In the "complete beginner guide" posted below I didnt see much for weight training involved. I am a newbie and was wondering how I can fit my weight training into my new boxing routines? Or do I exclude my bench pressing, bicep curls, skullcrushers, etc? The reason why I ask is because I am 185 lbs right now with 10% bodyfat and my goal was to start fighting at 178 lb class by going down to 6% bodyfat so that I don't lose any of my muscle that I worked so hard to gain throughout the last year that I have been lifting weights. I can guarentee ill lose a lot of power from about a 10 lb muscle loss if I follow the routine posted in the message below. Is it ok for me (a real newbie) to continue my weight training or do I drop it to strictly follow the routine listed in the last message?
don't drop it, especially if you're in a heavier weight class. That routine is a general outline, not the absolute best.
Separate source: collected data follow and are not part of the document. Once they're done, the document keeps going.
//! Infrastructure adapters for application ports.

#![forbid(unsafe_code)]

mod argon2_password_hasher;
mod in_memory_access_store;
mod jwt_session_token_codec;
mod postgres_audit_repository;
mod postgres_permission_repository;
mod postgres_revoked_token_repository;
mod postgres_role_repository;
mod postgres_user_repository;
mod postgres_user_role_repository;
mod postgres_user_scope_repository;

pub use argon2_password_hasher::Argon2PasswordHasher;
pub use in_memory_access_store::InMemoryAccessStore;
pub use jwt_session_token_codec::{
    JwtSessionTokenCodec, MAX_SESSION_TTL_SECONDS, MIN_SECRET_LENGTH,
};
pub use postgres_audit_repository::PostgresAuditRepository;
pub use postgres_permission_repository::PostgresPermissionRepository;
pub use postgres_revoked_token_repository::PostgresRevokedTokenRepository;
pub use postgres_role_repository::PostgresRoleRepository;
pub use postgres_user_repository::PostgresUserRepository;
pub use postgres_user_role_repository::PostgresUserRoleRepository;
pub use postgres_user_scope_repository::PostgresUserScopeRepository;

/// Embedded SQL migrations for the Postgres adapters.
pub static MIGRATOR: sqlx::migrate::Migrator = sqlx::migrate!("./migrations");
use castellan_application::{SecurityAdminService, SessionService};

/// Shared application state.
#[derive(Clone)]
pub struct AppState {
    pub security_admin_service: SecurityAdminService,
    pub session_service: SessionService,
}
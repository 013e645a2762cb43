use castellan_application::EffectivePermissions;
use castellan_domain::UserScope;
use serde::{Deserialize, Serialize};
use serde_json::{Map, Value};
use uuid::Uuid;

use super::{GrantResponse, ResolvedPermissionResponse, RoleResponse};

/// Incoming payload for an authorization check. Without `user_id` the caller is checked.
#[derive(Debug, Deserialize)]
pub struct AuthorizeRequest {
    pub user_id: Option<Uuid>,
    pub permission: String,
    pub resource_scope: Option<Map<String, Value>>,
}

/// Outcome of an authorization check.
#[derive(Debug, Serialize)]
pub struct AuthorizeResponse {
    pub allowed: bool,
}

/// One scope restriction; without `permission` the row narrows every permission.
#[derive(Debug, Deserialize)]
pub struct ScopeRequest {
    pub permission: Option<String>,
    #[serde(default = "empty_conditions")]
    pub conditions: Value,
}

/// Replacement set of scope restrictions.
#[derive(Debug, Deserialize)]
pub struct ReplaceScopesRequest {
    pub scopes: Vec<ScopeRequest>,
}

/// API representation of a scope restriction.
#[derive(Debug, Serialize)]
pub struct ScopeResponse {
    pub scope_id: String,
    pub permission: Option<String>,
    pub conditions: Value,
}

/// Effective permissions with the grants and roles they come from.
#[derive(Debug, Serialize)]
pub struct EffectivePermissionsResponse {
    pub user_id: String,
    pub primary_role: Option<String>,
    pub permissions: Vec<String>,
    pub details: Vec<ResolvedPermissionResponse>,
    pub roles: Vec<RoleResponse>,
    pub grants: Vec<GrantResponse>,
}

fn empty_conditions() -> Value {
    Value::Object(Map::new())
}

impl From<UserScope> for ScopeResponse {
    fn from(value: UserScope) -> Self {
        Self {
            scope_id: value.id().to_string(),
            permission: value.permission().map(|permission| permission.to_string()),
            conditions: value.conditions().to_json(),
        }
    }
}

impl From<EffectivePermissions> for EffectivePermissionsResponse {
    fn from(value: EffectivePermissions) -> Self {
        let primary_role = value.primary_role_name().map(str::to_owned);
        Self {
            user_id: value.user_id.to_string(),
            primary_role,
            permissions: value.permissions.into_iter().collect(),
            details: value
                .details
                .into_iter()
                .map(ResolvedPermissionResponse::from)
                .collect(),
            roles: value.roles.into_iter().map(RoleResponse::from).collect(),
            grants: value.grants.into_iter().map(GrantResponse::from).collect(),
        }
    }
}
STFU fool, you sound confused, if you dont know dont say it! bench press dont work the lats. if you wanna do weight lifting start off with compound lifts such as squats, benchpress, deadlift, and military press, you can then move onto the more advanced movements such as the clean and jerk etc stick to 4-5 reps.
wow relentless that is the first good piece of advice i have heard you say without any sarcasm. you should do that more often. BTW try Bill starrs 5x5 its a great workout
Your right about the weightlifting with compound lifts...Your wrong about the bench press. Bench press works the lats somewhat. Bench press imitates a punch and when you punch you use yours lats somewhat. Really it depends how you do bench press. You can make it work your shoulders and triceps more, or work your chest more. Be sure to use correct form for what you want to work.